Collected data entries:
========================

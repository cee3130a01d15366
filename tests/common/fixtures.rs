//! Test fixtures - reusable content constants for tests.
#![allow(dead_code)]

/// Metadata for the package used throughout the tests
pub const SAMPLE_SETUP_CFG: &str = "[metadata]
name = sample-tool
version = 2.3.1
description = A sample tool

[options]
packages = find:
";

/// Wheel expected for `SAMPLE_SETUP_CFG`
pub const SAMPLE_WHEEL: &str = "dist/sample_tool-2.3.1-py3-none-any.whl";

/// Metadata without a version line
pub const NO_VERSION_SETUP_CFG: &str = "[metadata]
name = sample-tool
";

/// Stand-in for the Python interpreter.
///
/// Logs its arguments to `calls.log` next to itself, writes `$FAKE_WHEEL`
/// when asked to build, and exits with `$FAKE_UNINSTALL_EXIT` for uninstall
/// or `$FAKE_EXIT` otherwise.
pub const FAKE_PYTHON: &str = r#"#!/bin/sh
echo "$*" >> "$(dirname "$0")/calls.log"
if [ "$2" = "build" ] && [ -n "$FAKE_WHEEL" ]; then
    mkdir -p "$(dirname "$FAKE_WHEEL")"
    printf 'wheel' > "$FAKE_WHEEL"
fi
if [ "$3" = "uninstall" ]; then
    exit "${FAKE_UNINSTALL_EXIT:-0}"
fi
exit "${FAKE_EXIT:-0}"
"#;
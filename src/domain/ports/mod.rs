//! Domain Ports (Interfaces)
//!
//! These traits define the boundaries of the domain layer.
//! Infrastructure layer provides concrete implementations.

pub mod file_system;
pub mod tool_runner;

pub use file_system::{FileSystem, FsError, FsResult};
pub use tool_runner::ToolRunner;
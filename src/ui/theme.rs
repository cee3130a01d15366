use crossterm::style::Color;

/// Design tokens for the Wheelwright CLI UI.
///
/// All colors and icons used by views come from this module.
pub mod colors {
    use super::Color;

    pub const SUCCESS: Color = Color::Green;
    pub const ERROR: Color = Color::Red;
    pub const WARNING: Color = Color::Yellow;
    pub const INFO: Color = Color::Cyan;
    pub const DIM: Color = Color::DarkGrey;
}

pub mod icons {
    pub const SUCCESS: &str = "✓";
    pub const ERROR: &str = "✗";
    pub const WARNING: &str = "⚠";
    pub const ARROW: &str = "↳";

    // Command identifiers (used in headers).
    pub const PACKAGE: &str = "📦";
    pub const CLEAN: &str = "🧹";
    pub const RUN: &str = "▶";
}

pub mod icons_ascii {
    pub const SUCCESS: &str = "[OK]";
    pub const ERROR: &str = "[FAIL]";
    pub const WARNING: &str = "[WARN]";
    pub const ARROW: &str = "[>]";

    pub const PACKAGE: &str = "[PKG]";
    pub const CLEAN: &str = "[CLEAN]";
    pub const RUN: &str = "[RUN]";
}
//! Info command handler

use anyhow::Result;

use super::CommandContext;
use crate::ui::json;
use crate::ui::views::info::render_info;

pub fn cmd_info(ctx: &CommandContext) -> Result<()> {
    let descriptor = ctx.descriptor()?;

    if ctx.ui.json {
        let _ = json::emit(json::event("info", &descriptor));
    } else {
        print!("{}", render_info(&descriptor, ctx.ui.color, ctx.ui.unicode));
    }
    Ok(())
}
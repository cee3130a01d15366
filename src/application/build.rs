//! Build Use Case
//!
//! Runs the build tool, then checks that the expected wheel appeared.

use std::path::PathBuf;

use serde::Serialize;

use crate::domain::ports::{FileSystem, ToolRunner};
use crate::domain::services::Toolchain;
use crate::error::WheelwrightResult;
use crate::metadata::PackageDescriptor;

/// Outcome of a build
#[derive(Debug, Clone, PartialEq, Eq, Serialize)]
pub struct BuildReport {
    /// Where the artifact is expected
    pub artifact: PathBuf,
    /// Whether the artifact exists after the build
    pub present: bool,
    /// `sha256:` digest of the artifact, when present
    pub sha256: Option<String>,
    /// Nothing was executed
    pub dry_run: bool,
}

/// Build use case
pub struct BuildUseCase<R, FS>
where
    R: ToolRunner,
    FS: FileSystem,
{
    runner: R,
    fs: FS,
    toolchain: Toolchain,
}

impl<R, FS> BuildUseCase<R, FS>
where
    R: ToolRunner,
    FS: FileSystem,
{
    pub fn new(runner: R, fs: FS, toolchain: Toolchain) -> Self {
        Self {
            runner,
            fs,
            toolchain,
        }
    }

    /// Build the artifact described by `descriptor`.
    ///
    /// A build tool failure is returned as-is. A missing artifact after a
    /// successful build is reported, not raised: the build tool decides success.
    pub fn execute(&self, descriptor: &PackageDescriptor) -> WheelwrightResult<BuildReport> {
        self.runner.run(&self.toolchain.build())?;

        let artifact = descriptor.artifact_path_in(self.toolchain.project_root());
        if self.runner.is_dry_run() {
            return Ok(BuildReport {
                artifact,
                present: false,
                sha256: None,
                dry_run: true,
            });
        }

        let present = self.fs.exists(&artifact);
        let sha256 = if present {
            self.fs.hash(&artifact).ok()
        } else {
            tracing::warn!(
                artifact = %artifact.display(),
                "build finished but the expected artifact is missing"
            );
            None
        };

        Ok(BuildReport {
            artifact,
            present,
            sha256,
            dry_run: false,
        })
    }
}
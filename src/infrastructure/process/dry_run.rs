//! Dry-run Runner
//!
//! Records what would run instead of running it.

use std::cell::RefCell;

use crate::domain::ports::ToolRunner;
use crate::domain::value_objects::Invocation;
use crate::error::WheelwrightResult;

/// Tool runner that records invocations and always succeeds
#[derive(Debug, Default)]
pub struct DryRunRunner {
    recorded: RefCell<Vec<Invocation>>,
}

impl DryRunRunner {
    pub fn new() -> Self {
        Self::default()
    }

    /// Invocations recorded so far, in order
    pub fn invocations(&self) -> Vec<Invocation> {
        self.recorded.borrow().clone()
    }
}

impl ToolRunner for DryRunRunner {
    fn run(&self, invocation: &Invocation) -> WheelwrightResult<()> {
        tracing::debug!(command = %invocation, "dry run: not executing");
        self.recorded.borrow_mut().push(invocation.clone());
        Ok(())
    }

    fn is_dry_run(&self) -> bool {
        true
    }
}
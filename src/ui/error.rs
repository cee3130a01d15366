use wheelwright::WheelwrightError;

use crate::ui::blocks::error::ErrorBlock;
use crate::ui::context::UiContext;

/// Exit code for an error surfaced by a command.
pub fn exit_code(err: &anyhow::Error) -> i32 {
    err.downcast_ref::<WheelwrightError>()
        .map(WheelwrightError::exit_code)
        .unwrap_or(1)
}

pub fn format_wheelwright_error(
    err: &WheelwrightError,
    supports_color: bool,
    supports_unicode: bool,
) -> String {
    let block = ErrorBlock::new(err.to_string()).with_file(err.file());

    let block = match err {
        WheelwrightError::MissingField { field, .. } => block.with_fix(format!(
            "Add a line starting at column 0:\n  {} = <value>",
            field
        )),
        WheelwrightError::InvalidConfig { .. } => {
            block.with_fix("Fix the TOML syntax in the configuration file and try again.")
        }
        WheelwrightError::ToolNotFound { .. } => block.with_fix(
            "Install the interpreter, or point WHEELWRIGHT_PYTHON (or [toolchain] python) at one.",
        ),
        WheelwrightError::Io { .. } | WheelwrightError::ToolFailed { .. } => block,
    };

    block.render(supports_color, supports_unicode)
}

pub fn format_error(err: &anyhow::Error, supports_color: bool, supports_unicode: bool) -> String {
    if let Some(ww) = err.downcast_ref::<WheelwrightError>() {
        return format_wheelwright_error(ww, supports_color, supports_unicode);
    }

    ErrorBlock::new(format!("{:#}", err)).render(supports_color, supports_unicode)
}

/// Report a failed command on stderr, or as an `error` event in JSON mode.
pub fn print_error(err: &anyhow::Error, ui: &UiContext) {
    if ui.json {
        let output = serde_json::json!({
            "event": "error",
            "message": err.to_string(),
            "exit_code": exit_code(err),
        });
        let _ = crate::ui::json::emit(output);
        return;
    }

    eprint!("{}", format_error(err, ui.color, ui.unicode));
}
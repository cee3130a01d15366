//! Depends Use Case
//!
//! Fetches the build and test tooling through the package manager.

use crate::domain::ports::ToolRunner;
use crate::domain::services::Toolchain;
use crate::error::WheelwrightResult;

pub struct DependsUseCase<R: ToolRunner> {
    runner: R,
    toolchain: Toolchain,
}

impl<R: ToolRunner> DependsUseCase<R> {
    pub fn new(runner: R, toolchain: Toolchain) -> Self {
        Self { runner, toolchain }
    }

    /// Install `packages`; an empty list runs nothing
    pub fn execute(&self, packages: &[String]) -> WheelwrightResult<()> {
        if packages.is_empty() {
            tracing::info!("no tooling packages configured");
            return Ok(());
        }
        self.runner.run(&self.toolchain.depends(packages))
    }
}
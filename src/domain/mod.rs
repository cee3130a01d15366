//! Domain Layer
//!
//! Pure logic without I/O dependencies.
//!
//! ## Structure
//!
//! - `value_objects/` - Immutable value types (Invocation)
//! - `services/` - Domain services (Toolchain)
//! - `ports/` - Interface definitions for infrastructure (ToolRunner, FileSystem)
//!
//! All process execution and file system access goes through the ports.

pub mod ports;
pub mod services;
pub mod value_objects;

========================

_WORK TO BE COMPLETED:_ Among the lines of the data, which ones contain the word "ErrorBlock"? Show them.

_PROBLEM SOLUTION:_
use crate::ui::blocks::error::ErrorBlock;
    let block = ErrorBlock::new(err.to_string()).with_file(err.file());
    ErrorBlock::new(format!("{:#}", err)).render(supports_color, supports_unicode)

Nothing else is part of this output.